### YOUR OBJECTIVE:
Scan each line of the records for the word "labels" and extract the ones that have it.

Source records:
►
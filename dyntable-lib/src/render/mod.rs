//! Table projection
//!
//! Projects a [`TableModel`](crate::model::TableModel) into a `tabledom`
//! element tree. Rendering is a pure function of model state: identical
//! state produces an identical tree, and re-rendering replaces only the
//! `thead`/`tbody` sections, leaving sibling children of the table element
//! (toolbars, console panels) alone.

mod extract;

use std::sync::Arc;

use tabledom::Element;

use crate::model::Row;
use crate::model::TableModel;
use crate::model::Value;

pub use extract::extract_table_data;

/// How cells accept edits.
#[derive(Debug, Clone, Copy, PartialEq, Eq, Default)]
pub enum EditableMode {
    /// Content-editable cells; edited values are read from cell text.
    #[default]
    Cell,
    /// A text input per cell; edited values are read from the input value.
    Input,
}

/// Formats a cell for display; receives the column key and raw value.
pub type CellFormatter = Arc<dyn Fn(&str, &Value) -> String + Send + Sync>;

/// CSS class hooks for the rendered structure.
///
/// Styling is the embedder's concern; the renderer only attaches whatever
/// classes it is given.
#[derive(Debug, Clone, Default)]
pub struct ClassHooks {
    pub table: Option<String>,
    pub thead: Option<String>,
    pub tbody: Option<String>,
    pub tr: Option<String>,
    pub th: Option<String>,
    pub td: Option<String>,
    pub input: Option<String>,
}

/// Renderer settings.
#[derive(Clone, Default)]
pub struct RenderOptions {
    /// Cell editing mode.
    pub editable_mode: EditableMode,
    /// Prepend a 1-based index column.
    pub show_index: bool,
    /// Prepend a selection checkbox column.
    pub show_select: bool,
    /// Prepend a checked checkbox column.
    pub show_checked: bool,
    /// CSS class hooks.
    pub classes: ClassHooks,
    /// Optional display formatter for cell values.
    pub cell_formatter: Option<CellFormatter>,
}

impl std::fmt::Debug for RenderOptions {
    fn fmt(&self, f: &mut std::fmt::Formatter<'_>) -> std::fmt::Result {
        f.debug_struct("RenderOptions")
            .field("editable_mode", &self.editable_mode)
            .field("show_index", &self.show_index)
            .field("show_select", &self.show_select)
            .field("show_checked", &self.show_checked)
            .field("classes", &self.classes)
            .field(
                "cell_formatter",
                &self.cell_formatter.as_ref().map(|_| "<fn>"),
            )
            .finish()
    }
}

impl RenderOptions {
    /// Sets the cell editing mode.
    pub fn editable_mode(mut self, mode: EditableMode) -> Self {
        self.editable_mode = mode;
        self
    }

    /// Enables the index column.
    pub fn show_index(mut self, show: bool) -> Self {
        self.show_index = show;
        self
    }

    /// Enables the selection column.
    pub fn show_select(mut self, show: bool) -> Self {
        self.show_select = show;
        self
    }

    /// Enables the checked column.
    pub fn show_checked(mut self, show: bool) -> Self {
        self.show_checked = show;
        self
    }

    /// Sets the CSS class hooks.
    pub fn classes(mut self, classes: ClassHooks) -> Self {
        self.classes = classes;
        self
    }

    /// Sets the cell formatter.
    pub fn cell_formatter(
        mut self,
        formatter: impl Fn(&str, &Value) -> String + Send + Sync + 'static,
    ) -> Self {
        self.cell_formatter = Some(Arc::new(formatter));
        self
    }
}

/// Stateless projection of a model into a table element.
pub struct Renderer;

impl Renderer {
    /// Render the model into the table element, replacing the `thead` and
    /// `tbody` sections only.
    pub fn render(model: &TableModel, table: &mut Element) {
        let options = &model.options().render;
        table.set_attr("data-dynamic", "true");
        if let Some(class) = &options.classes.table {
            table.set_attr("class", class.clone());
        }
        table.replace_section("thead", Self::render_header(model));
        table.replace_section("tbody", Self::render_body(model));
    }

    fn render_header(model: &TableModel) -> Element {
        let options = &model.options().render;
        let mut thead = Element::new("thead");
        if let Some(class) = &options.classes.thead {
            thead.set_attr("class", class.clone());
        }

        let mut tr = Element::new("tr");
        if let Some(class) = &options.classes.tr {
            tr.set_attr("class", class.clone());
        }

        for label in Self::global_columns(model) {
            tr.push_child(Self::header_cell(options, label).attr("data-global", label));
        }

        for key in model.headers() {
            let mut th = Self::header_cell(options, "");
            match options.editable_mode {
                EditableMode::Input => {
                    let mut input = Element::new("input")
                        .attr("name", key.clone())
                        .attr("value", key.clone())
                        .attr("data-key", key.clone());
                    if let Some(class) = &options.classes.input {
                        input.set_attr("class", class.clone());
                    }
                    th.push_child(input);
                }
                EditableMode::Cell => {
                    th.set_attr("contenteditable", "true");
                    th.set_attr("data-key", key.clone());
                    th = th.text(key.clone());
                }
            }
            tr.push_child(th);
        }

        tr.push_child(Self::header_cell(options, "Action"));
        thead.push_child(tr);
        thead
    }

    fn header_cell(options: &RenderOptions, label: &str) -> Element {
        let mut th = Element::new("th");
        if let Some(class) = &options.classes.th {
            th.set_attr("class", class.clone());
        }
        if !label.is_empty() {
            th = th.text(label);
        }
        th
    }

    fn render_body(model: &TableModel) -> Element {
        let options = &model.options().render;
        let mut tbody = Element::new("tbody");
        if let Some(class) = &options.classes.tbody {
            tbody.set_attr("class", class.clone());
        }

        for (index, row) in model.rows().iter().enumerate() {
            tbody.push_child(Self::render_row(model, index, row));
        }
        tbody
    }

    fn render_row(model: &TableModel, index: usize, row: &Row) -> Element {
        let options = &model.options().render;
        let mut tr = Element::new("tr").attr("data-row", index.to_string());
        if let Some(class) = &options.classes.tr {
            tr.set_attr("class", class.clone());
        }

        // Row identity travels on the element for event correlation.
        if let Some(identity) = model.row_identity(index) {
            if let Some(id) = &identity.id {
                tr.set_attr("data-id", id.clone());
            }
            if let Some(collection) = &identity.collection {
                tr.set_attr("data-collection", collection.clone());
            }
        }

        if options.show_index {
            tr.push_child(
                Self::data_cell(options)
                    .attr("data-global", "#")
                    .text((index + 1).to_string()),
            );
        }
        if options.show_select {
            let selected = model
                .row_handle(index)
                .is_some_and(|h| model.selection().is_selected(&h.id));
            tr.push_child(
                Self::data_cell(options).child(Self::checkbox("data-select", index, selected)),
            );
        }
        if options.show_checked {
            tr.push_child(
                Self::data_cell(options).child(Self::checkbox("data-check", index, row.checked())),
            );
        }

        for key in model.headers() {
            let raw = row.get(key).cloned().unwrap_or(Value::Null);
            let display = match &options.cell_formatter {
                Some(formatter) => formatter(key, &raw),
                None => raw.display_string(),
            };

            let mut td = Self::data_cell(options);
            match options.editable_mode {
                EditableMode::Input => {
                    let mut input = Element::new("input")
                        .attr("name", key.clone())
                        .attr("value", display)
                        .attr("data-key", key.clone())
                        .attr("data-row", index.to_string());
                    if let Some(class) = &options.classes.input {
                        input.set_attr("class", class.clone());
                    }
                    td.push_child(input);
                }
                EditableMode::Cell => {
                    td.set_attr("contenteditable", "true");
                    td.set_attr("data-key", key.clone());
                    td.set_attr("data-row", index.to_string());
                    td = td.text(display);
                }
            }
            tr.push_child(td);
        }

        // Trailing action cell.
        tr.push_child(
            Self::data_cell(options).child(
                Element::with_text("button", "Delete")
                    .attr("data-row", index.to_string())
                    .attr("data-action", "delete"),
            ),
        );

        tr
    }

    fn data_cell(options: &RenderOptions) -> Element {
        let mut td = Element::new("td");
        if let Some(class) = &options.classes.td {
            td.set_attr("class", class.clone());
        }
        td
    }

    fn checkbox(marker: &str, index: usize, checked: bool) -> Element {
        let mut input = Element::new("input")
            .attr("type", "checkbox")
            .attr(marker, "true")
            .attr("data-row", index.to_string());
        if checked {
            input.set_attr("checked", "checked");
        }
        input
    }

    fn global_columns(model: &TableModel) -> Vec<&'static str> {
        let options = &model.options().render;
        let mut labels = Vec::new();
        if options.show_index {
            labels.push("#");
        }
        if options.show_select {
            labels.push("Select");
        }
        if options.show_checked {
            labels.push("Checked");
        }
        labels
    }
}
◄
### TASK OUTPUT:
        let mut labels = Vec::new();
            labels.push("#");
            labels.push("Select");
            labels.push("Checked");
        labels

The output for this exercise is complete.